A situação, no final da tarde do dia 12, foi descrita dessa maneira por uma testemunha muito qualificada instalada no teatro dos acontecimentos: “É uma verdadeira luta de classes … Quito paralisou com o toque de recolher a partir das 15h, sem hora limite. Povos indígenas cercados por áreas da sede. Bombas e tiros. Cidade militarizada. Em outras cidades do país começam mobilizações. Violência brutal contra manifestantes. Vários mortos, centenas de feridos, mais de mil presos. Cortaram o sinal da Telesur. Informação impossível porque ninguém pode circular. Algo é relatado em redes e vídeos, fotos, documentos circulam por lá. Lenin Moreno diz que está aberto ao diálogo. A posição indígena: não negociar exceto publicamente, com a presença de televisão, ONU, direitos humanos, igreja. Não é apenas mobilização indígena, mas também de estudantes, trabalhadores, populares. Os povos indígenas são o centro e a maior força popular. Eles chegaram em Quito de diferentes regiões do país. A luta fundamental: barrar o decreto absurdo de liberação dos preços dos combustíveis. Questão substantiva: reação contra as medidas anunciadas e acordadas com o FMI. Situação incerta: não há saída no momento. Para nós, quitenses, um ambiente de guerra com focos de confrontos. Terrível situação. Uma atmosfera de guerra com focos de enfrentamentos.”

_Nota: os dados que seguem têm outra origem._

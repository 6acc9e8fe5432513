//! Calculation configuration
//!
//! Settings are plain values handed to the aggregates explicitly. A TOML file
//! can provide any subset of them:
//!
//! ```toml
//! [calculation]
//! np_window_seconds = 30
//! power_profile_durations = [5, 60, 300, 1200, 3600]
//! parallel_curve_threshold = 3600
//! ```
//!
//! The same file may carry a `[logging]` table, see [`crate::logging`].

use serde::{Deserialize, Serialize};
use std::fs;
use std::path::Path;

use crate::error::{PowerRsError, Result};
use crate::import::read_error;

/// Reference durations (seconds) of the power profile: 5s, 1, 5, 20 and 60 min
pub const DEFAULT_PROFILE_DURATIONS: [u32; 5] = [5, 60, 300, 1200, 3600];

/// Largest accepted normalized power window
const MAX_NP_WINDOW_SECONDS: u32 = 3600;

/// Normalized Power calculation configuration
#[derive(Debug, Clone, PartialEq, Eq, Serialize, Deserialize)]
pub struct NormalizedPowerConfig {
    /// Window size for rolling average (seconds)
    pub window_seconds: u32,
}

impl NormalizedPowerConfig {
    /// Create with default settings (30-second window)
    pub fn new() -> Self {
        Self::default()
    }

    /// Create with custom window size
    pub fn with_window(window_seconds: u32) -> Self {
        Self { window_seconds }
    }

    /// Validate configuration
    pub fn validate(&self) -> Result<()> {
        if self.window_seconds == 0 {
            return Err(PowerRsError::Configuration(
                "Window size must be > 0 seconds".to_string(),
            ));
        }
        if self.window_seconds > MAX_NP_WINDOW_SECONDS {
            return Err(PowerRsError::Configuration(format!(
                "Window size must be <= {} seconds",
                MAX_NP_WINDOW_SECONDS
            )));
        }
        Ok(())
    }
}

impl Default for NormalizedPowerConfig {
    fn default() -> Self {
        Self { window_seconds: 30 }
    }
}

/// Settings for the metric pipeline of an activity
#[derive(Debug, Clone, PartialEq, Eq, Serialize, Deserialize)]
pub struct CalculationConfig {
    pub normalized_power: NormalizedPowerConfig,

    /// Durations (seconds) reported in the power profile
    pub power_profile_durations: Vec<u32>,

    /// Activities with at least this many samples compute the power-duration
    /// curve on the rayon thread pool
    pub parallel_curve_threshold: usize,
}

impl Default for CalculationConfig {
    fn default() -> Self {
        Self {
            normalized_power: NormalizedPowerConfig::default(),
            power_profile_durations: DEFAULT_PROFILE_DURATIONS.to_vec(),
            parallel_curve_threshold: default_parallel_threshold(),
        }
    }
}

impl CalculationConfig {
    pub fn new() -> Self {
        Self::default()
    }

    /// Override the normalized power window
    pub fn with_np_window(mut self, window_seconds: u32) -> Self {
        self.normalized_power = NormalizedPowerConfig::with_window(window_seconds);
        self
    }

    /// Validate configuration
    pub fn validate(&self) -> Result<()> {
        self.normalized_power.validate()?;

        if self.power_profile_durations.is_empty() {
            return Err(PowerRsError::Configuration(
                "At least one power profile duration is required".to_string(),
            ));
        }
        if self.power_profile_durations.contains(&0) {
            return Err(PowerRsError::Configuration(
                "Power profile durations must be > 0 seconds".to_string(),
            ));
        }
        if self.parallel_curve_threshold == 0 {
            return Err(PowerRsError::Configuration(
                "Parallel curve threshold must be > 0 samples".to_string(),
            ));
        }
        Ok(())
    }

    /// Parse and validate a TOML document
    pub fn from_toml_str(content: &str) -> Result<Self> {
        let file: TomlConfig = toml::from_str(content)
            .map_err(|e| PowerRsError::Configuration(format!("Invalid TOML: {}", e)))?;
        let config = file.calculation.into_config();
        config.validate()?;
        Ok(config)
    }

    /// Load configuration from a TOML file
    pub fn load(path: &Path) -> Result<Self> {
        let content = fs::read_to_string(path).map_err(|e| read_error(path, e))?;
        Self::from_toml_str(&content)
    }

    /// Render as a TOML document accepted by [`CalculationConfig::from_toml_str`]
    pub fn to_toml_string(&self) -> Result<String> {
        let file = TomlConfig {
            calculation: CalculationSection {
                np_window_seconds: self.normalized_power.window_seconds,
                power_profile_durations: self.power_profile_durations.clone(),
                parallel_curve_threshold: self.parallel_curve_threshold,
            },
        };
        toml::to_string_pretty(&file)
            .map_err(|e| PowerRsError::Configuration(format!("Cannot serialize config: {}", e)))
    }
}

/// Serializable configuration format for TOML files
#[derive(Debug, Clone, Serialize, Deserialize)]
struct TomlConfig {
    #[serde(default)]
    calculation: CalculationSection,
}

/// Calculation settings section of TOML config
#[derive(Debug, Clone, Serialize, Deserialize)]
struct CalculationSection {
    #[serde(default = "default_np_window")]
    np_window_seconds: u32,

    #[serde(default = "default_profile_durations")]
    power_profile_durations: Vec<u32>,

    #[serde(default = "default_parallel_threshold")]
    parallel_curve_threshold: usize,
}

fn default_np_window() -> u32 {
    30
}

fn default_profile_durations() -> Vec<u32> {
    DEFAULT_PROFILE_DURATIONS.to_vec()
}

fn default_parallel_threshold() -> usize {
    3600
}

impl Default for CalculationSection {
    fn default() -> Self {
        Self {
            np_window_seconds: default_np_window(),
            power_profile_durations: default_profile_durations(),
            parallel_curve_threshold: default_parallel_threshold(),
        }
    }
}

impl CalculationSection {
    fn into_config(self) -> CalculationConfig {
        CalculationConfig {
            normalized_power: NormalizedPowerConfig::with_window(self.np_window_seconds),
            power_profile_durations: self.power_profile_durations,
            parallel_curve_threshold: self.parallel_curve_threshold,
        }
    }
}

Em todas as crises, como nas guerras, o papel da imprensa em informar ou desinformar é de enorme importância. De fato, o conflito é apresentado como se fosse uma reação dos indígenas equatorianos, segmentando e subestimando o confronto. Na realidade, a rejeição ao “pacote” de Moreno atravessa – como diz nosso informante acima – quase toda a estrutura social. Ela começou primeiro nas cidades, mobilizando transportadores imediatamente, estudantes, professores, militância política da oposição, cidadãs e cidadãos de Quito e (em menor grau no início) de outras cidades. Mas essa revolta experimentou um “salto qualitativo” com a esmagadora incorporação de comunidades indígenas e camponesas. Esses foram os que deram aquele tom plebeu ameaçador à insurgência que o presidente fugitivo e seus cupinchas caracterizaram como a “revolução das valas”, refletindo claramente a visão racista do bloco dominante. Antes, os paniaguados de Lúcio Gutiérrez também haviam desqualificado as massas que, em 2005, acabariam com esse outro traidor e seriam execradas como protagonistas de uma “revolução fora da lei”.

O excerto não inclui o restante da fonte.